Quantization#

Embedl Deploy provides hardware-aware INT8 quantization through explicit QDQ (Quantize/DeQuantize) stub placement. Unlike uniform quantization approaches that insert QDQ nodes around every operator, Embedl Deploy places stubs only at positions controlled by each FusedModule’s inputs_to_quantize — ensuring that quantization does not break operator fusions in the target hardware compiler.

Quantization pipeline#

The quantization pipeline has three steps:

┌─────────────┐     ┌─────────────┐     ┌─────────────┐
│ transform() │ ──▶ │insert_qdq() │ ──▶ │ calibrate   │
│(fuse model) │     │(add stubs)  │     │(set scales) │
└─────────────┘     └─────────────┘     └─────────────┘

Transform — apply conversions and fusions.

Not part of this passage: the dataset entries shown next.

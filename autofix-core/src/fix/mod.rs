//! Fix orchestration
//!
//! The [`FixEngine`] drains a batch of errors one target at a time: build a
//! prompt, ask the model, apply the returned actions, verify, and retry up
//! to a bound tracked per error identity.

pub mod engine;
pub mod events;
pub mod history;
pub mod prompt;
pub mod verify;

#[cfg(test)]
mod tests;

pub use engine::FixEngine;
pub use events::FixEvent;
pub use history::AttemptHistory;
pub use verify::{CommandVerifier, DiagnosticsVerifier, Verifier};

use crate::actions::{ActionError, AppliedAction};
use crate::errors::{ErrorIdentity, ParsedError};
use crate::llm::LLMError;
use chrono::{DateTime, Utc};
use serde::{Deserialize, Serialize};
use std::fmt;
use thiserror::Error;
use uuid::Uuid;

#[derive(Debug, Clone, Serialize, Deserialize)]
#[serde(default)]
pub struct FixConfig {
    /// Attempts per error identity
    pub max_retries: u32,
    /// Lifetime attempts per identity before it is skipped outright
    pub history_ceiling: u32,
    /// Lines of source shown either side of the target
    pub context_radius: usize,
    /// Other errors from the same file included in the prompt
    pub max_co_errors: usize,
    pub stream_responses: bool,
    /// Also repair warnings found in command output
    pub fix_warnings: bool,
    pub system_prompt: Option<String>,
}

impl Default for FixConfig {
    fn default() -> Self {
        Self {
            max_retries: 3,
            history_ceiling: 3,
            context_radius: 15,
            max_co_errors: 3,
            stream_responses: false,
            fix_warnings: true,
            system_prompt: None,
        }
    }
}

impl FixConfig {
    /// Total attempts any identity may receive
    pub fn attempt_bound(&self) -> u32 {
        self.max_retries.min(self.history_ceiling)
    }
}

#[derive(Debug, Clone, Copy, PartialEq, Eq, Serialize, Deserialize)]
#[serde(rename_all = "kebab-case")]
pub enum AttemptOutcome {
    Fixed,
    StillFailing,
    /// The response contained no usable actions
    Unparseable,
    /// Interrupted by cancellation
    Exhausted,
}

#[derive(Debug, Clone, Copy, PartialEq, Eq, Serialize, Deserialize)]
#[serde(rename_all = "kebab-case")]
pub enum ErrorStatus {
    Queued,
    Fixing,
    Fixed,
    Exhausted,
    SkippedDuplicate,
}

impl fmt::Display for ErrorStatus {
    fn fmt(&self, f: &mut fmt::Formatter<'_>) -> fmt::Result {
        let label = match self {
            ErrorStatus::Queued => "queued",
            ErrorStatus::Fixing => "fixing",
            ErrorStatus::Fixed => "fixed",
            ErrorStatus::Exhausted => "exhausted",
            ErrorStatus::SkippedDuplicate => "skipped (attempt limit reached)",
        };
        f.write_str(label)
    }
}

/// One model round trip for one target
#[derive(Debug, Clone, Serialize)]
pub struct FixAttempt {
    pub id: Uuid,
    pub target: ErrorIdentity,
    pub attempt_number: u32,
    pub prompt_sent: String,
    pub actions_applied: Vec<AppliedAction>,
    pub outcome: AttemptOutcome,
    pub started_at: DateTime<Utc>,
}

impl FixAttempt {
    pub fn new(target: ErrorIdentity, attempt_number: u32, prompt_sent: String) -> Self {
        Self {
            id: Uuid::new_v4(),
            target,
            attempt_number,
            prompt_sent,
            actions_applied: Vec::new(),
            outcome: AttemptOutcome::StillFailing,
            started_at: Utc::now(),
        }
    }
}

/// Final state of one queued error
#[derive(Debug, Clone, Serialize)]
pub struct ErrorOutcome {
    pub identity: ErrorIdentity,
    pub status: ErrorStatus,
    pub attempts: u32,
}

/// Result of draining one file's errors
#[derive(Debug, Clone, Default, Serialize)]
pub struct BatchResult {
    /// `None` for errors reported without a file
    pub file: Option<String>,
    pub fixed_count: usize,
    pub remaining_count: usize,
    pub remaining_errors: Vec<ParsedError>,
    /// Errors skipped because their attempt history was exhausted
    pub skipped_count: usize,
    /// Errors that first appeared during verification
    pub introduced: Vec<ParsedError>,
    pub attempts: Vec<FixAttempt>,
    pub outcomes: Vec<ErrorOutcome>,
    pub success: bool,
    pub cancelled: bool,
}

impl BatchResult {
    pub fn status_line(&self) -> String {
        format!("Fixed {}, {} remaining", self.fixed_count, self.remaining_count)
    }
}

/// Result of repairing a command's output
#[derive(Debug, Clone, Default, Serialize)]
pub struct CommandFixReport {
    pub command: String,
    pub initial_errors: usize,
    pub batches: Vec<BatchResult>,
    pub success: bool,
}

impl CommandFixReport {
    pub fn fixed_count(&self) -> usize {
        self.batches.iter().map(|b| b.fixed_count).sum()
    }

    pub fn remaining_count(&self) -> usize {
        self.batches.iter().map(|b| b.remaining_count).sum()
    }

    pub fn status_line(&self) -> String {
        format!("Fixed {}, {} remaining", self.fixed_count(), self.remaining_count())
    }
}

#[derive(Debug, Error)]
pub enum FixError {
    #[error("A fix loop is already running")]
    Busy,

    #[error("Fixing cancelled")]
    Cancelled,

    #[error("Output looks like it contains errors but none could be classified: {excerpt}")]
    ClassificationMiss { excerpt: String },

    #[error("Gave up on {identity} after {attempts} attempts")]
    RetryCeilingReached { identity: ErrorIdentity, attempts: u32 },

    #[error("Model error: {0}")]
    Model(#[from] LLMError),

    #[error("Action error: {0}")]
    Action(#[from] ActionError),

    #[error("Verification failed: {0}")]
    Verification(String),
}

impl FixError {
    pub fn verification(message: impl Into<String>) -> Self {
        FixError::Verification(message.into())
    }
}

Each FusedModule subclass declares inputs_to_quantize (a set of positional input indices), and FusedModule.__init__ creates the corresponding QuantStub instances.
Insert QDQ — insert_qdq wires the QuantStub instances already present on each FusedModule into the graph, and places WeightFakeQuantize modules on weights. A PatternMatch is a dataclass that records which nodes were matched.
Calibrate — run representative data through the model to compute scale and zero-point for each quantizer.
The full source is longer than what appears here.